Despite a revenue gain, Interpublic Group today reported a net loss for the first quarter of the year.
Historically, Q1 is a challenging quarter for the company, given that its revenue total is typically smaller than in other quarters and expenses remain consistent throughout the year, according to IPG.
In this year's first three months, the net loss totaled $45.9 million—a slight improvement from last year's Q1 net loss of $48.1 million.
The quarterly losses were much bigger in prior years. In the first quarters of 2010 and 2009, for example, the net losses totaled $71.5 million and $73.9 million, respectively.
Revenue in this year's first quarter grew 2 percent to $1.5 billion. On an organic basis, revenue climbed nearly 3 percent.
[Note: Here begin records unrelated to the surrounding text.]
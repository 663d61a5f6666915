use crate::state::AppState;
use axum::{
    extract::State,
    http::{header, HeaderMap, HeaderName, StatusCode},
    response::{Html, IntoResponse},
    routing::post,
    Json, Router,
};
use bytes::Bytes;
use deepsearch::{
    agent::{FinishReason, ReplyEvent},
    models::message::Message,
    models::role::Role,
    models::tool::ToolCall,
    models::ui::{MessagePart, ToolInvocation, UiMessage},
    providers::base::Usage,
};
use futures::{stream::StreamExt, Stream};
use serde::Deserialize;
use serde_json::{json, Value};
use std::{
    convert::Infallible,
    pin::Pin,
    task::{Context, Poll},
};
use tokio::sync::mpsc;
use tokio_stream::wrappers::ReceiverStream;
use tokio_util::sync::CancellationToken;

/// The only error detail a client ever sees
pub const STREAM_ERROR_MESSAGE: &str = "Oops, an error occured!";

#[derive(Debug, Deserialize)]
struct ChatRequest {
    messages: Vec<UiMessage>,
}

#[derive(Debug, Deserialize)]
#[serde(rename_all = "camelCase")]
struct RenderRequest {
    role: Role,
    user_name: String,
    #[serde(default)]
    parts: Vec<MessagePart>,
}

/// Streaming body speaking the AI SDK data stream protocol
pub struct DataStreamResponse {
    rx: ReceiverStream<String>,
}

impl DataStreamResponse {
    fn new(rx: ReceiverStream<String>) -> Self {
        Self { rx }
    }
}

impl Stream for DataStreamResponse {
    type Item = Result<Bytes, Infallible>;

    fn poll_next(mut self: Pin<&mut Self>, cx: &mut Context<'_>) -> Poll<Option<Self::Item>> {
        Pin::new(&mut self.rx)
            .poll_next(cx)
            .map(|opt| opt.map(|s| Ok(Bytes::from(s))))
    }
}

impl IntoResponse for DataStreamResponse {
    fn into_response(self) -> axum::response::Response {
        let body = axum::body::Body::from_stream(self);

        (
            [
                (header::CONTENT_TYPE, "text/plain; charset=utf-8"),
                (header::CACHE_CONTROL, "no-cache"),
                (HeaderName::from_static("x-vercel-ai-data-stream"), "v1"),
            ],
            body,
        )
            .into_response()
    }
}

// Convert incoming UI messages to our internal Message type
fn convert_messages(incoming: &[UiMessage]) -> Vec<Message> {
    let mut messages = Vec::new();

    for msg in incoming {
        match msg.role {
            Role::User => messages.push(Message::user().with_text(msg.text())),
            Role::System => messages.push(Message::system().with_text(msg.text())),
            Role::Assistant => {
                if msg.parts.is_empty() {
                    if !msg.content.is_empty() {
                        messages.push(Message::assistant().with_text(msg.content.clone()));
                    }
                    continue;
                }

                // Text accumulates until a finished tool invocation closes the message
                let mut pending = Message::assistant();
                for part in &msg.parts {
                    match part {
                        MessagePart::Text { text } => {
                            pending = pending.with_text(text.clone());
                        }
                        MessagePart::ToolInvocation {
                            tool_invocation:
                                ToolInvocation::Result {
                                    tool_call_id,
                                    tool_name,
                                    args,
                                    result,
                                    ..
                                },
                        } => {
                            let tool_call = ToolCall::new(tool_name.clone(), args.clone());
                            let request = std::mem::replace(&mut pending, Message::assistant())
                                .with_tool_request(tool_call_id.clone(), Ok(tool_call));
                            messages.push(request);
                            messages.push(
                                Message::user()
                                    .with_tool_response(tool_call_id.clone(), Ok(result.clone())),
                            );
                        }
                        _ => {}
                    }
                }
                if !pending.content.is_empty() {
                    messages.push(pending);
                }
            }
        }
    }

    messages
}

// Protocol-specific message formatting
struct ProtocolFormatter;

impl ProtocolFormatter {
    fn format_event(event: &ReplyEvent) -> String {
        match event {
            ReplyEvent::StepStart { message_id } => Self::format_step_start(message_id),
            ReplyEvent::TextDelta(text) => Self::format_text(text),
            ReplyEvent::ToolCallStart { id, name } => Self::format_tool_call_start(id, name),
            ReplyEvent::ToolCallDelta { id, delta } => Self::format_tool_call_delta(id, delta),
            ReplyEvent::ToolCall {
                id,
                name,
                arguments,
            } => Self::format_tool_call(id, name, arguments),
            ReplyEvent::ToolResult { id, result } => Self::format_tool_response(id, result),
            ReplyEvent::StepFinish {
                reason,
                usage,
                is_continued,
            } => Self::format_step_finish(*reason, usage, *is_continued),
            ReplyEvent::Finish { reason, usage } => Self::format_finish(*reason, usage),
        }
    }

    fn format_step_start(message_id: &str) -> String {
        format!("f:{}\n", json!({ "messageId": message_id }))
    }

    fn format_text(text: &str) -> String {
        format!("0:{}\n", Value::String(text.to_string()))
    }

    fn format_tool_call_start(id: &str, name: &str) -> String {
        format!("b:{}\n", json!({ "toolCallId": id, "toolName": name }))
    }

    fn format_tool_call_delta(id: &str, delta: &str) -> String {
        format!("c:{}\n", json!({ "toolCallId": id, "argsTextDelta": delta }))
    }

    fn format_tool_call(id: &str, name: &str, args: &Value) -> String {
        let tool_call = json!({
            "toolCallId": id,
            "toolName": name,
            "args": args
        });
        format!("9:{}\n", tool_call)
    }

    fn format_tool_response(id: &str, result: &Value) -> String {
        let response = json!({
            "toolCallId": id,
            "result": result,
        });
        format!("a:{}\n", response)
    }

    fn format_step_finish(reason: FinishReason, usage: &Usage, is_continued: bool) -> String {
        let finish = json!({
            "finishReason": reason,
            "usage": Self::usage(usage),
            "isContinued": is_continued,
        });
        format!("e:{}\n", finish)
    }

    fn format_finish(reason: FinishReason, usage: &Usage) -> String {
        let finish = json!({
            "finishReason": reason,
            "usage": Self::usage(usage),
        });
        format!("d:{}\n", finish)
    }

    fn format_error(message: &str) -> String {
        format!("3:{}\n", Value::String(message.to_string()))
    }

    fn usage(usage: &Usage) -> Value {
        json!({
            "promptTokens": usage.input_tokens.unwrap_or(0),
            "completionTokens": usage.output_tokens.unwrap_or(0),
        })
    }
}

async fn handler(
    State(state): State<AppState>,
    headers: HeaderMap,
    body: Bytes,
) -> Result<DataStreamResponse, (StatusCode, &'static str)> {
    let session = state.authenticator.session(&headers).await;
    let Some(user) = session.and_then(|session| session.user) else {
        return Err((StatusCode::UNAUTHORIZED, "Unauthorized"));
    };
    // The body is only read once the caller is known
    let request: ChatRequest = serde_json::from_slice(&body).map_err(|e| {
        tracing::warn!(user = %user.name, "rejecting chat request: {}", e);
        (StatusCode::BAD_REQUEST, "Invalid chat request")
    })?;
    tracing::info!(
        user = %user.name,
        messages = request.messages.len(),
        "starting chat turn"
    );

    // Create channel for streaming
    let (tx, rx) = mpsc::channel(100);
    let stream = ReceiverStream::new(rx);

    let agent = state.agent();
    let messages = convert_messages(&request.messages);
    let cancel = CancellationToken::new();

    // Spawn task to handle streaming
    tokio::spawn(async move {
        let mut stream = agent.reply(&messages, cancel.clone());

        loop {
            tokio::select! {
                response = stream.next() => {
                    match response {
                        Some(Ok(event)) => {
                            if let Err(e) = tx.send(ProtocolFormatter::format_event(&event)).await {
                                tracing::error!("Error sending message through channel: {}", e);
                                cancel.cancel();
                                break;
                            }
                        }
                        Some(Err(e)) => {
                            tracing::error!("Error processing message: {:#}", e);
                            let _ = tx
                                .send(ProtocolFormatter::format_error(STREAM_ERROR_MESSAGE))
                                .await;
                            break;
                        }
                        None => break,
                    }
                }
                _ = tx.closed() => {
                    // The client went away; stop the agent and any running searches
                    tracing::info!("client disconnected, cancelling chat turn");
                    cancel.cancel();
                    break;
                }
            }
        }
    });

    Ok(DataStreamResponse::new(stream))
}

async fn render_handler(
    State(state): State<AppState>,
    Json(request): Json<RenderRequest>,
) -> Result<Html<String>, StatusCode> {
    state
        .renderer
        .render(request.role, &request.user_name, &request.parts)
        .map(Html)
        .map_err(|e| {
            tracing::error!("Failed to render message: {}", e);
            StatusCode::INTERNAL_SERVER_ERROR
        })
}

// Configure routes for this module
pub fn routes(state: AppState) -> Router {
    Router::new()
        .route("/api/chat", post(handler))
        .route("/api/chat/render", post(render_handler))
        .with_state(state)
}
During an hour-long conference call with industry analysts, IPG CEO Michael Roth said the company remained on track to meet its year-end goals of improving its operating margin by 50 basis points and delivering 3 percent organic growth.
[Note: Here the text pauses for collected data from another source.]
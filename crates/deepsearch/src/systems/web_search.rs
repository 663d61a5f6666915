use async_trait::async_trait;
use serde::Deserialize;
use serde_json::{json, Value};
use std::sync::Arc;
use tokio_util::sync::CancellationToken;

use crate::errors::{AgentError, AgentResult};
use crate::models::tool::{Tool, ToolCall};
use crate::search::{SearchClient, SearchError, SearchRequest, SearchResult};
use crate::systems::System;

pub const SEARCH_WEB_TOOL: &str = "searchWeb";
pub const DEFAULT_NUM_RESULTS: u32 = 10;

#[derive(Debug, Deserialize)]
struct SearchWebArgs {
    query: String,
}

/// Gives the agent a single `searchWeb` tool backed by a [`SearchClient`]
pub struct WebSearchSystem {
    tools: Vec<Tool>,
    client: Arc<dyn SearchClient>,
    num_results: u32,
}

impl WebSearchSystem {
    pub fn new(client: Arc<dyn SearchClient>) -> Self {
        let search_tool = Tool::new(
            SEARCH_WEB_TOOL,
            "Search the web for up to date information. Returns the title, link and snippet of each result.",
            json!({
                "type": "object",
                "required": ["query"],
                "properties": {
                    "query": {
                        "type": "string",
                        "description": "The query to search the web for"
                    }
                }
            }),
        );

        Self {
            tools: vec![search_tool],
            client,
            num_results: DEFAULT_NUM_RESULTS,
        }
    }

    pub fn with_num_results(mut self, num_results: u32) -> Self {
        self.num_results = num_results;
        self
    }

    async fn search_web(&self, args: Value, cancel: &CancellationToken) -> AgentResult<Value> {
        let args: SearchWebArgs = serde_json::from_value(args)
            .map_err(|e| AgentError::InvalidParameters(e.to_string()))?;

        let request = SearchRequest::new(args.query, self.num_results);
        let response = self
            .client
            .search(&request, cancel)
            .await
            .map_err(|e| match e {
                SearchError::Cancelled => AgentError::Cancelled(format!("search for '{}'", request.q)),
                other => AgentError::ExecutionError(other.to_string()),
            })?;

        let results: Vec<SearchResult> = response
            .organic
            .into_iter()
            .map(SearchResult::from)
            .collect();
        tracing::debug!(query = %request.q, results = results.len(), "search finished");

        serde_json::to_value(results).map_err(|e| AgentError::Internal(e.to_string()))
    }
}

#[async_trait]
impl System for WebSearchSystem {
    fn name(&self) -> &str {
        "web_search"
    }

    fn description(&self) -> &str {
        "Searches the web and returns organic results"
    }

    fn tools(&self) -> &[Tool] {
        &self.tools
    }

    async fn call(&self, tool_call: ToolCall, cancel: CancellationToken) -> AgentResult<Value> {
        match tool_call.name.as_str() {
            SEARCH_WEB_TOOL => self.search_web(tool_call.arguments, &cancel).await,
            _ => Err(AgentError::ToolNotFound(tool_call.name)),
        }
    }
}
Significant losses in 2011, including S.C. Johnson's global business and Microsoft's North American media account, impacted the Q1 revenue total, according to Roth.
S.C. Johnson was among Draftfcb's largest accounts and supplied $50 million-$60 million in revenue to the shop. Sister shops Initiative, R/GA and Mullen also handled pieces of the business.
Universal McCann lost the Microsoft account to Publicis Groupe's Starcom MediaVest after a review.
Given such headwinds, Roth is pleased that the company still grew revenue organically, albeit at a lower rate than in Q1 2011, when organic revenue shot up 9 percent.
"We know that Q1 is our smallest revenue period seasonally," Roth said. "And, while the headwinds we are facing will be less pronounced in the second half of the year, we have consistently cautioned against putting too much weight on a single quarter's results."